Recently, a new iteration of FDT, called Matrix, became commercially available. It employs the same fundamental testing principle as FDT but utilizes smaller stimuli in a test pattern similar to SAP. The stimulus of Matrix is a 5° square target; the stimulus of SITA size III is a 0.43° round target. The stimuli are evenly distributed 6° apart throughout the testing area for both devices. A recent study by Spry and Johnson12 demonstrated that threshold values obtained using these smaller stimuli were highly and significantly correlated with those found with standard FDT stimuli. Theoretically, Matrix perimetry could be used like FDT perimetry to detect early glaucomatous VF abnormalities with the benefit of having a direct correlation with SAP in terms of testing locations. The purpose of this study was to compare the properties, depth and size of VF defects detected by Matrix to those found using Swedish interactive thresholding algorithm (SITA) perimetry.
Materials and Methods
This cohort study included consecutive glaucoma patients from the University of Pittsburgh Medical Center Eye Center at the Eye and Ear Institute, the Department of Ophthalmology of the University of Pittsburgh School of Medicine. Institutional Review Board/Ethics Committee approval was obtained for the study, and all participants provided informed consent before participating in the study. All methods adhered to the Declaration of Helsinki for research involving human subjects.
Inclusion Criteria
Subjects had to be ≥ 18 years of age, with a best-corrected visual acuity of >20/40, and have a SITA VF defect.
Exclusion Criteria
Patients with a history of intraocular eye diseases (e.g., age-related macular degeneration) or neurologic diseases (e.g., pituitary lesions or demyelinating diseases) that could cause nonglaucomatous field defects were excluded from the study.

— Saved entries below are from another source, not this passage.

//! Durable record of which documents are done.
//!
//! Each flush writes a new `checkpoint_{seq}.json` holding only what was
//! appended since the previous flush, then swaps the `CURRENT` pointer that
//! lists the live shards. A crash mid-flush leaves the previous pointer and
//! every shard it names intact.

use std::collections::HashMap;
use std::path::{Path, PathBuf};

use anyhow::{Context, Result};
use chrono::{DateTime, Utc};
use serde::{Deserialize, Serialize};
use tracing::{debug, info};

use crate::artifacts::ArtifactStore;
use crate::catalog::{CaseKey, CatalogEntry, Category};
use crate::error::{FailureKind, IntegrityError};
use crate::fsutil;
use crate::parser::ParsedCase;

pub const POINTER_FILE: &str = "CURRENT";
const SHARD_PREFIX: &str = "checkpoint_";

#[derive(Debug, Clone, Copy, PartialEq, Eq, Serialize, Deserialize)]
#[serde(rename_all = "lowercase")]
pub enum Status {
    Succeeded,
    Failed,
}

#[derive(Debug, Clone, PartialEq, Serialize, Deserialize)]
pub struct CheckpointRecord {
    pub document_id: String,
    pub category: Category,
    pub status: Status,
    pub timestamp: DateTime<Utc>,
    #[serde(default, skip_serializing_if = "Option::is_none")]
    pub error_kind: Option<FailureKind>,
    #[serde(default)]
    pub attempts: u32,
    #[serde(default, skip_serializing_if = "Option::is_none")]
    pub message: Option<String>,
}

impl CheckpointRecord {
    pub fn succeeded(entry: &CatalogEntry, attempts: u32) -> Self {
        Self {
            document_id: entry.document_id.clone(),
            category: entry.category,
            status: Status::Succeeded,
            timestamp: Utc::now(),
            error_kind: None,
            attempts,
            message: None,
        }
    }

    pub fn failed(entry: &CatalogEntry, kind: FailureKind, attempts: u32, message: String) -> Self {
        Self {
            document_id: entry.document_id.clone(),
            category: entry.category,
            status: Status::Failed,
            timestamp: Utc::now(),
            error_kind: Some(kind),
            attempts,
            message: Some(message),
        }
    }

    pub fn key(&self) -> CaseKey {
        (self.category, self.document_id.clone())
    }
}

/// One flush worth of appends.
#[derive(Debug, Clone, Serialize, Deserialize)]
pub struct CheckpointShard {
    pub seq: u64,
    pub written_at: DateTime<Utc>,
    pub records: Vec<CheckpointRecord>,
    #[serde(default)]
    pub cases: Vec<ParsedCase>,
}

#[derive(Debug, Clone, Default, Serialize, Deserialize)]
struct Pointer {
    next_seq: u64,
    shards: Vec<String>,
}

// ── Merged view ──

/// Union of shards, one record and at most one case per key, latest wins.
#[derive(Debug, Clone, Default)]
pub struct LedgerState {
    records: HashMap<CaseKey, CheckpointRecord>,
    cases: HashMap<CaseKey, ParsedCase>,
}

impl LedgerState {
    pub fn merge_record(&mut self, record: CheckpointRecord) {
        match self.records.get(&record.key()) {
            Some(existing) if existing.timestamp > record.timestamp => {}
            _ => {
                self.records.insert(record.key(), record);
            }
        }
    }

    pub fn merge_case(&mut self, case: ParsedCase) {
        match self.cases.get(&case.key()) {
            Some(existing) if existing.parsed_at > case.parsed_at => {}
            _ => {
                self.cases.insert(case.key(), case);
            }
        }
    }

    pub fn absorb(&mut self, shard: CheckpointShard) {
        for record in shard.records {
            self.merge_record(record);
        }
        for case in shard.cases {
            self.merge_case(case);
        }
    }

    pub fn record(&self, category: Category, document_id: &str) -> Option<&CheckpointRecord> {
        self.records.get(&(category, document_id.to_string()))
    }

    pub fn records(&self) -> impl Iterator<Item = &CheckpointRecord> {
        self.records.values()
    }

    pub fn record_count(&self) -> usize {
        self.records.len()
    }

    pub fn case_count(&self) -> usize {
        self.cases.len()
    }

    /// Records ordered by key.
    pub fn sorted_records(&self) -> Vec<CheckpointRecord> {
        let mut out: Vec<_> = self.records.values().cloned().collect();
        out.sort_by(|a, b| a.key().cmp(&b.key()));
        out
    }

    /// Every parsed case ordered by key.
    pub fn sorted_cases(&self) -> Vec<ParsedCase> {
        let mut out: Vec<_> = self.cases.values().cloned().collect();
        out.sort_by(|a, b| a.key().cmp(&b.key()));
        out
    }

    /// Cases whose latest record is a success: what the dataset publishes.
    pub fn exportable_cases(&self) -> Vec<ParsedCase> {
        let mut out: Vec<_> = self
            .cases
            .iter()
            .filter(|(key, _)| {
                self.records
                    .get(*key)
                    .map_or(true, |r| r.status == Status::Succeeded)
            })
            .map(|(_, c)| c.clone())
            .collect();
        out.sort_by(|a, b| a.key().cmp(&b.key()));
        out
    }
}

pub fn read_shard(path: &Path) -> Result<CheckpointShard> {
    let bytes = match std::fs::read(path) {
        Ok(b) => b,
        Err(e) if e.kind() == std::io::ErrorKind::NotFound => {
            return Err(IntegrityError::MissingShard(path.to_path_buf()).into())
        }
        Err(e) => return Err(e).with_context(|| format!("reading {}", path.display())),
    };
    serde_json::from_slice(&bytes).map_err(|source| {
        IntegrityError::CorruptShard {
            path: path.to_path_buf(),
            source,
        }
        .into()
    })
}

/// Merge shards into one state. Any unreadable shard fails the whole merge.
pub fn merge_shards(paths: &[PathBuf]) -> Result<LedgerState> {
    let mut state = LedgerState::default();
    for path in paths {
        let shard = read_shard(path)?;
        debug!(path = %path.display(), records = shard.records.len(), "merged shard");
        state.absorb(shard);
    }
    Ok(state)
}

fn shard_seq(name: &str) -> Option<u64> {
    name.strip_prefix(SHARD_PREFIX)?
        .strip_suffix(".json")?
        .parse()
        .ok()
}

/// Every `checkpoint_*.json` directly under `dir`, in sequence order.
pub fn discover_shards(dir: &Path) -> Result<Vec<PathBuf>> {
    if !dir.exists() {
        return Ok(Vec::new());
    }
    let mut found = Vec::new();
    for item in std::fs::read_dir(dir).with_context(|| format!("listing {}", dir.display()))? {
        let item = item?;
        if let Some(seq) = item.file_name().to_str().and_then(shard_seq) {
            found.push((seq, item.path()));
        }
    }
    found.sort();
    Ok(found.into_iter().map(|(_, p)| p).collect())
}

// ── Ledger ──

pub struct Ledger {
    dir: PathBuf,
    pointer: Pointer,
    state: LedgerState,
    pending_records: Vec<CheckpointRecord>,
    pending_cases: Vec<ParsedCase>,
}

/// Result of folding every shard into one.
#[derive(Debug)]
pub struct Consolidation {
    pub shard: PathBuf,
    pub superseded: Vec<PathBuf>,
    pub records: usize,
    pub cases: usize,
}

impl Ledger {
    /// Load the pointer and every shard it names.
    pub fn open(dir: impl Into<PathBuf>) -> Result<Self> {
        let dir = dir.into();
        std::fs::create_dir_all(&dir).with_context(|| format!("creating {}", dir.display()))?;

        let pointer_path = dir.join(POINTER_FILE);
        let mut pointer: Pointer = if pointer_path.exists() {
            let bytes = std::fs::read(&pointer_path)
                .with_context(|| format!("reading {}", pointer_path.display()))?;
            serde_json::from_slice(&bytes).map_err(|source| IntegrityError::CorruptPointer {
                path: pointer_path.clone(),
                source,
            })?
        } else {
            Pointer::default()
        };

        // Never reuse a sequence number, even one left by a flush that crashed
        // before its pointer swap.
        let highest = discover_shards(&dir)?
            .iter()
            .filter_map(|p| p.file_name()?.to_str().and_then(shard_seq))
            .max();
        if let Some(seq) = highest {
            pointer.next_seq = pointer.next_seq.max(seq + 1);
        }

        let paths: Vec<PathBuf> = pointer.shards.iter().map(|s| dir.join(s)).collect();
        let state = merge_shards(&paths)?;
        info!(
            shards = paths.len(),
            records = state.record_count(),
            cases = state.case_count(),
            "ledger loaded"
        );
        Ok(Self {
            dir,
            pointer,
            state,
            pending_records: Vec::new(),
            pending_cases: Vec::new(),
        })
    }

    pub fn dir(&self) -> &Path {
        &self.dir
    }

    pub fn state(&self) -> &LedgerState {
        &self.state
    }

    pub fn shard_paths(&self) -> Vec<PathBuf> {
        self.pointer.shards.iter().map(|s| self.dir.join(s)).collect()
    }

    /// True when the ledger's latest record for the key is a success.
    pub fn record_exists(&self, category: Category, document_id: &str) -> bool {
        self.state
            .record(category, document_id)
            .is_some_and(|r| r.status == Status::Succeeded)
    }

    /// Done means both a stored artifact and a success record.
    pub fn is_done(&self, entry: &CatalogEntry, artifacts: &ArtifactStore) -> bool {
        self.record_exists(entry.category, &entry.document_id) && artifacts.exists(entry)
    }

    pub fn append(&mut self, record: CheckpointRecord) {
        self.state.merge_record(record.clone());
        self.pending_records.push(record);
    }

    pub fn append_case(&mut self, case: ParsedCase) {
        self.state.merge_case(case.clone());
        self.pending_cases.push(case);
    }

    pub fn pending(&self) -> usize {
        self.pending_records.len() + self.pending_cases.len()
    }

    /// Persist everything appended since the last flush. `None` when idle.
    pub fn flush(&mut self) -> Result<Option<PathBuf>> {
        if self.pending() == 0 {
            return Ok(None);
        }
        let shard = CheckpointShard {
            seq: self.pointer.next_seq,
            written_at: Utc::now(),
            records: std::mem::take(&mut self.pending_records),
            cases: std::mem::take(&mut self.pending_cases),
        };
        let name = format!("{SHARD_PREFIX}{:06}.json", shard.seq);
        let path = self.dir.join(&name);
        fsutil::write_json_atomic(&path, &shard)?;

        let mut next = self.pointer.clone();
        next.next_seq = shard.seq + 1;
        next.shards.push(name);
        self.swap_pointer(next)?;

        debug!(
            path = %path.display(),
            records = shard.records.len(),
            cases = shard.cases.len(),
            "checkpoint flushed"
        );
        Ok(Some(path))
    }

    fn swap_pointer(&mut self, next: Pointer) -> Result<()> {
        fsutil::write_json_atomic(&self.dir.join(POINTER_FILE), &next)?;
        self.pointer = next;
        Ok(())
    }

    /// Fold every shard in the directory, listed or orphaned, into one new
    /// shard and point at it alone.
    pub fn consolidate(&mut self) -> Result<Consolidation> {
        self.flush()?;
        let mut paths = discover_shards(&self.dir)?;
        for listed in self.shard_paths() {
            if !paths.contains(&listed) {
                paths.push(listed);
            }
        }
        let state = merge_shards(&paths)?;

        let shard = CheckpointShard {
            seq: self.pointer.next_seq,
            written_at: Utc::now(),
            records: state.sorted_records(),
            cases: state.sorted_cases(),
        };
        let name = format!("{SHARD_PREFIX}{:06}.json", shard.seq);
        let path = self.dir.join(&name);
        fsutil::write_json_atomic(&path, &shard)?;
        self.swap_pointer(Pointer {
            next_seq: shard.seq + 1,
            shards: vec![name],
        })?;

        let records = shard.records.len();
        let cases = shard.cases.len();
        self.state = state;
        info!(shards = paths.len(), records, cases, "checkpoints consolidated");
        Ok(Consolidation {
            shard: path,
            superseded: paths,
            records,
            cases,
        })
    }

    /// Move superseded shards under `archive/checkpoints_{stamp}/`.
    pub fn archive(&self, superseded: &[PathBuf], now: DateTime<Utc>) -> Result<PathBuf> {
        let target = self
            .dir
            .join("archive")
            .join(format!("checkpoints_{}", now.format("%Y%m%d_%H%M%S")));
        std::fs::create_dir_all(&target)
            .with_context(|| format!("creating {}", target.display()))?;
        let live = self.shard_paths();
        for path in superseded.iter().filter(|p| !live.contains(p)) {
            let Some(name) = path.file_name() else {
                continue;
            };
            std::fs::rename(path, target.join(name))
                .with_context(|| format!("archiving {}", path.display()))?;
        }
        Ok(target)
    }
}

// ── Tests ──
//! Browser sessions as a managed resource: pacing, timeouts, recycling.

#[cfg(feature = "chromium")]
pub mod chromium;
pub mod http;

use std::sync::atomic::{AtomicUsize, Ordering};
use std::sync::Arc;
use std::time::Duration;

use async_trait::async_trait;
use tokio::time::Instant;
use tracing::debug;

use crate::config::{Backend, BrowserSettings};
use crate::error::FetchError;

/// One live browser context able to fetch bytes by URL.
#[async_trait]
pub trait Driver: Send {
    async fn fetch(&mut self, url: &str) -> Result<Vec<u8>, FetchError>;
    async fn close(&mut self);
}

/// Starts fresh drivers. Shared by every worker.
#[async_trait]
pub trait Launcher: Send + Sync {
    async fn launch(&self) -> Result<Box<dyn Driver>, FetchError>;
}

#[derive(Debug, Clone, Copy)]
pub struct SessionPolicy {
    pub min_interval: Duration,
    pub fetch_timeout: Duration,
    /// Fetches before a full teardown; 0 never recycles.
    pub recycle_after: u32,
}

impl From<&BrowserSettings> for SessionPolicy {
    fn from(s: &BrowserSettings) -> Self {
        Self {
            min_interval: s.min_interval(),
            fetch_timeout: s.fetch_timeout(),
            recycle_after: s.recycle_after,
        }
    }
}

pub fn launcher_for(settings: &BrowserSettings) -> anyhow::Result<Arc<dyn Launcher>> {
    match settings.backend {
        #[cfg(feature = "chromium")]
        Backend::Chromium => Ok(Arc::new(chromium::ChromiumLauncher::new(settings))),
        #[cfg(not(feature = "chromium"))]
        Backend::Chromium => anyhow::bail!("built without the `chromium` feature; set browser.backend = \"http\""),
        Backend::Http => Ok(Arc::new(http::HttpLauncher::new(settings))),
    }
}

// ── Session ──

/// Exclusively owned by one worker for its lifetime.
pub struct Session {
    id: usize,
    launcher: Arc<dyn Launcher>,
    driver: Option<Box<dyn Driver>>,
    policy: SessionPolicy,
    last_fetch: Option<Instant>,
    since_launch: u32,
    fetches: u64,
    launches: u32,
    needs_relaunch: bool,
}

impl Session {
    pub fn id(&self) -> usize {
        self.id
    }

    pub fn fetches(&self) -> u64 {
        self.fetches
    }

    pub fn launches(&self) -> u32 {
        self.launches
    }

    /// Fetch one URL, waiting out the pacing interval first.
    pub async fn fetch(&mut self, url: &str) -> Result<Vec<u8>, FetchError> {
        let worn_out =
            self.policy.recycle_after > 0 && self.since_launch >= self.policy.recycle_after;
        if self.driver.is_none() || self.needs_relaunch || worn_out {
            self.recycle().await?;
        }

        if let Some(last) = self.last_fetch {
            tokio::time::sleep_until(last + self.policy.min_interval).await;
        }
        self.last_fetch = Some(Instant::now());
        self.since_launch += 1;
        self.fetches += 1;

        let Some(driver) = self.driver.as_mut() else {
            return Err(FetchError::transport(url, "session has no live browser"));
        };
        let outcome = tokio::time::timeout(self.policy.fetch_timeout, driver.fetch(url)).await;
        match outcome {
            Ok(result) => result,
            Err(_) => {
                // A page that hung may still be loading; start clean next time.
                self.needs_relaunch = true;
                Err(FetchError::Timeout {
                    url: url.to_string(),
                    elapsed: self.policy.fetch_timeout,
                })
            }
        }
    }

    /// Full teardown and a fresh context.
    pub async fn recycle(&mut self) -> Result<(), FetchError> {
        if let Some(mut old) = self.driver.take() {
            debug!(session = self.id, fetches = self.since_launch, "recycling browser session");
            old.close().await;
        }
        self.driver = Some(self.launcher.launch().await?);
        self.launches += 1;
        self.since_launch = 0;
        self.needs_relaunch = false;
        Ok(())
    }

    async fn close(mut self) {
        if let Some(mut driver) = self.driver.take() {
            driver.close().await;
        }
    }
}

// ── Pool ──

pub struct SessionPool {
    launcher: Arc<dyn Launcher>,
    policy: SessionPolicy,
    next_id: AtomicUsize,
}

impl SessionPool {
    pub fn new(launcher: Arc<dyn Launcher>, policy: SessionPolicy) -> Self {
        Self {
            launcher,
            policy,
            next_id: AtomicUsize::new(0),
        }
    }

    pub fn policy(&self) -> SessionPolicy {
        self.policy
    }

    /// Launch a new session; the browser is started eagerly.
    pub async fn acquire(&self) -> Result<Session, FetchError> {
        let driver = self.launcher.launch().await?;
        let id = self.next_id.fetch_add(1, Ordering::Relaxed);
        debug!(session = id, "browser session ready");
        Ok(Session {
            id,
            launcher: Arc::clone(&self.launcher),
            driver: Some(driver),
            policy: self.policy,
            last_fetch: None,
            since_launch: 0,
            fetches: 0,
            launches: 1,
            needs_relaunch: false,
        })
    }

    pub async fn release(&self, session: Session) {
        debug!(session = session.id, fetches = session.fetches, "releasing browser session");
        session.close().await;
    }
}

// ── Retry ──

/// Longest single pause between two attempts.
pub const MAX_BACKOFF: Duration = Duration::from_secs(300);

/// `base * 2^(attempt-1)`, capped at [`MAX_BACKOFF`].
pub fn backoff_delay(base: Duration, attempt: u32) -> Duration {
    2u32.checked_pow(attempt.saturating_sub(1))
        .and_then(|factor| base.checked_mul(factor))
        .map_or(MAX_BACKOFF, |d| d.min(MAX_BACKOFF))
}

// ── Response classification ──

const CHALLENGE_MARKERS: &[&str] = &[
    "errors.edgesuite.net",
    "request unsuccessful. incapsula",
    "checking your browser before accessing",
    "just a moment...",
];

/// Map a completed response to blocked/transport, or accept it.
pub fn classify_response(url: &str, status: u16, body: &[u8]) -> Result<(), FetchError> {
    match status {
        403 | 429 => Err(FetchError::Blocked {
            url: url.to_string(),
            status: Some(status),
        }),
        s if s >= 400 => Err(FetchError::transport(url, format!("HTTP {s}"))),
        _ if is_challenge_page(body) => Err(FetchError::Blocked {
            url: url.to_string(),
            status: Some(status),
        }),
        _ => Ok(()),
    }
}

/// Edge denial pages are small HTML documents carrying one of a few phrases.
pub fn is_challenge_page(body: &[u8]) -> bool {
    if body.starts_with(b"%PDF") || body.len() > 32 * 1024 {
        return false;
    }
    let text = String::from_utf8_lossy(body).to_lowercase();
    CHALLENGE_MARKERS.iter().any(|m| text.contains(m)) || title_is_denial(&text)
}

/// "Access Denied" counts only as the page title; decisions may quote it.
fn title_is_denial(text: &str) -> bool {
    let Some(start) = text.find("<title") else {
        return false;
    };
    let rest = &text[start..];
    let (Some(open), Some(close)) = (rest.find('>'), rest.find("</title>")) else {
        return false;
    };
    open < close && rest[open + 1..close].contains("access denied")
}

#[cfg(test)]
pub(crate) mod testing {
    use std::sync::atomic::AtomicU32;
    use std::sync::Mutex;

    use super::*;

    type Responder = dyn Fn(&str) -> Result<Vec<u8>, FetchError> + Send + Sync;

    /// In-memory launcher whose drivers answer from a closure.
    #[derive(Clone)]
    pub struct ScriptedLauncher {
        respond: Arc<Responder>,
        delay: Option<Duration>,
        launches: Arc<AtomicU32>,
        calls: Arc<Mutex<Vec<(String, Instant)>>>,
    }

    impl ScriptedLauncher {
        pub fn new(f: impl Fn(&str) -> Result<Vec<u8>, FetchError> + Send + Sync + 'static) -> Self {
            Self {
                respond: Arc::new(f),
                delay: None,
                launches: Arc::new(AtomicU32::new(0)),
                calls: Arc::new(Mutex::new(Vec::new())),
            }
        }

        pub fn with_delay(mut self, delay: Duration) -> Self {
            self.delay = Some(delay);
            self
        }

        pub fn launch_count(&self) -> u32 {
            self.launches.load(Ordering::SeqCst)
        }

        pub fn calls(&self) -> Vec<(String, Instant)> {
            self.calls.lock().unwrap().clone()
        }

        pub fn pool(&self, min_interval: Duration) -> SessionPool {
            SessionPool::new(
                Arc::new(self.clone()),
                SessionPolicy {
                    min_interval,
                    fetch_timeout: Duration::from_secs(30),
                    recycle_after: 0,
                },
            )
        }
    }

    struct ScriptedDriver(ScriptedLauncher);

    #[async_trait]
    impl Launcher for ScriptedLauncher {
        async fn launch(&self) -> Result<Box<dyn Driver>, FetchError> {
            self.launches.fetch_add(1, Ordering::SeqCst);
            Ok(Box::new(ScriptedDriver(self.clone())))
        }
    }

    #[async_trait]
    impl Driver for ScriptedDriver {
        async fn fetch(&mut self, url: &str) -> Result<Vec<u8>, FetchError> {
            self.0
                .calls
                .lock()
                .unwrap()
                .push((url.to_string(), Instant::now()));
            if let Some(delay) = self.0.delay {
                tokio::time::sleep(delay).await;
            }
            (self.0.respond)(url)
        }

        async fn close(&mut self) {}
    }
}

#[cfg(test)]
mod tests {
    use super::testing::ScriptedLauncher;
    use super::*;
    use crate::error::FailureKind;

    fn ok_launcher() -> ScriptedLauncher {
        ScriptedLauncher::new(|url| Ok(url.as_bytes().to_vec()))
    }

    #[tokio::test(start_paused = true)]
    async fn consecutive_fetches_respect_min_interval() {
        let launcher = ok_launcher();
        let interval = Duration::from_millis(2500);
        let pool = launcher.pool(interval);
        let mut session = pool.acquire().await.unwrap();

        for i in 0..5 {
            session.fetch(&format!("https://x.test/{i}")).await.unwrap();
        }
        let calls = launcher.calls();
        assert_eq!(calls.len(), 5);
        for pair in calls.windows(2) {
            assert!(pair[1].1 - pair[0].1 >= interval);
        }
    }

    #[tokio::test(start_paused = true)]
    async fn sessions_pace_independently() {
        let launcher = ok_launcher();
        let pool = launcher.pool(Duration::from_secs(5));
        let mut a = pool.acquire().await.unwrap();
        let mut b = pool.acquire().await.unwrap();
        let start = Instant::now();
        a.fetch("https://x.test/a").await.unwrap();
        b.fetch("https://x.test/b").await.unwrap();
        assert!(Instant::now() - start < Duration::from_secs(1));
        assert_ne!(a.id(), b.id());
    }

    #[tokio::test(start_paused = true)]
    async fn recycles_after_configured_fetch_count() {
        let launcher = ok_launcher();
        let pool = SessionPool::new(
            Arc::new(launcher.clone()),
            SessionPolicy {
                min_interval: Duration::ZERO,
                fetch_timeout: Duration::from_secs(5),
                recycle_after: 2,
            },
        );
        let mut session = pool.acquire().await.unwrap();
        for _ in 0..5 {
            session.fetch("https://x.test/").await.unwrap();
        }
        assert_eq!(session.launches(), 3);
        assert_eq!(launcher.launch_count(), 3);
        assert_eq!(session.fetches(), 5);
    }

    #[tokio::test(start_paused = true)]
    async fn slow_fetch_times_out_and_relaunches() {
        let launcher = ok_launcher().with_delay(Duration::from_secs(120));
        let pool = SessionPool::new(
            Arc::new(launcher.clone()),
            SessionPolicy {
                min_interval: Duration::ZERO,
                fetch_timeout: Duration::from_secs(60),
                recycle_after: 0,
            },
        );
        let mut session = pool.acquire().await.unwrap();
        let err = session.fetch("https://x.test/slow").await.unwrap_err();
        assert_eq!(err.kind(), FailureKind::Timeout);

        let _ = session.fetch("https://x.test/slow").await;
        assert_eq!(launcher.launch_count(), 2);
    }

    #[test]
    fn classifies_denials() {
        let denied = b"<html><head><title>Access Denied</title></head><body>Reference #18.5</body></html>";
        assert!(matches!(
            classify_response("u", 200, denied),
            Err(FetchError::Blocked { .. })
        ));
        assert_eq!(classify_response("u", 429, b"").unwrap_err().kind(), FailureKind::Blocked);
        assert_eq!(classify_response("u", 502, b"").unwrap_err().kind(), FailureKind::Transport);
        assert!(classify_response("u", 200, b"%PDF-1.7 access denied").is_ok());
    }

    #[test]
    fn backoff_doubles_then_caps() {
        let base = Duration::from_secs(2);
        assert_eq!(backoff_delay(base, 1), Duration::from_secs(2));
        assert_eq!(backoff_delay(base, 3), Duration::from_secs(8));
        assert_eq!(backoff_delay(base, 40), MAX_BACKOFF);
        assert_eq!(backoff_delay(base, u32::MAX), MAX_BACKOFF);
    }

    #[test]
    fn quoted_denial_in_a_decision_is_accepted() {
        let decision = b"<html><head><title>ISCR Case No. 21-01234</title></head><body>\
            <p>Applicant testified that the system returned access denied after his \
            account was suspended.</p></body></html>";
        assert!(classify_response("u", 200, decision).is_ok());
        let edge = b"<html><body>Access Denied. Reference errors.edgesuite.net/18.5</body></html>";
        assert!(is_challenge_page(edge));
    }
}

All subjects underwent a comprehensive ophthalmologic examination, including medical and family history, visual acuity testing, slit-lamp biomicroscopy, Goldmann applanation tonometry, and dilated fundoscopic examination. All subjects also underwent full-threshold 24-2 Matrix perimetry (Carl Zeiss Meditec, Dublin, CA) and SITA standard 24-2 perimetry (Carl Zeiss Meditec). The order of the 2 tests was alternated between consecutive patients (SITA first and then Matrix, Matrix first and then SITA) and both were completed within 6 months. If both tests were conducted at the same visit, a rest period of ≥ 10 minutes was given between tests. A reliable test was defined as having ≤30% of fixation losses, false-positive, or false-negative responses. Tests were excluded if there was obvious rim artifact in either testing procedure. Visual field defects were defined as clusters of ≥3 adjacent points with P<5% on the pattern deviation plot or ≥2 adjacent points with P<1%. If both eyes were eligible for the study, the eye with more advanced VF abnormality was selected.
The entire cohort is referred to as all comers, and includes patients with a wide range of perimetric abnormalities with and without previous VF testing experience. A subset analysis was performed in patients who had prior experience with SAP to determine the influence of experience on all outcome parameters.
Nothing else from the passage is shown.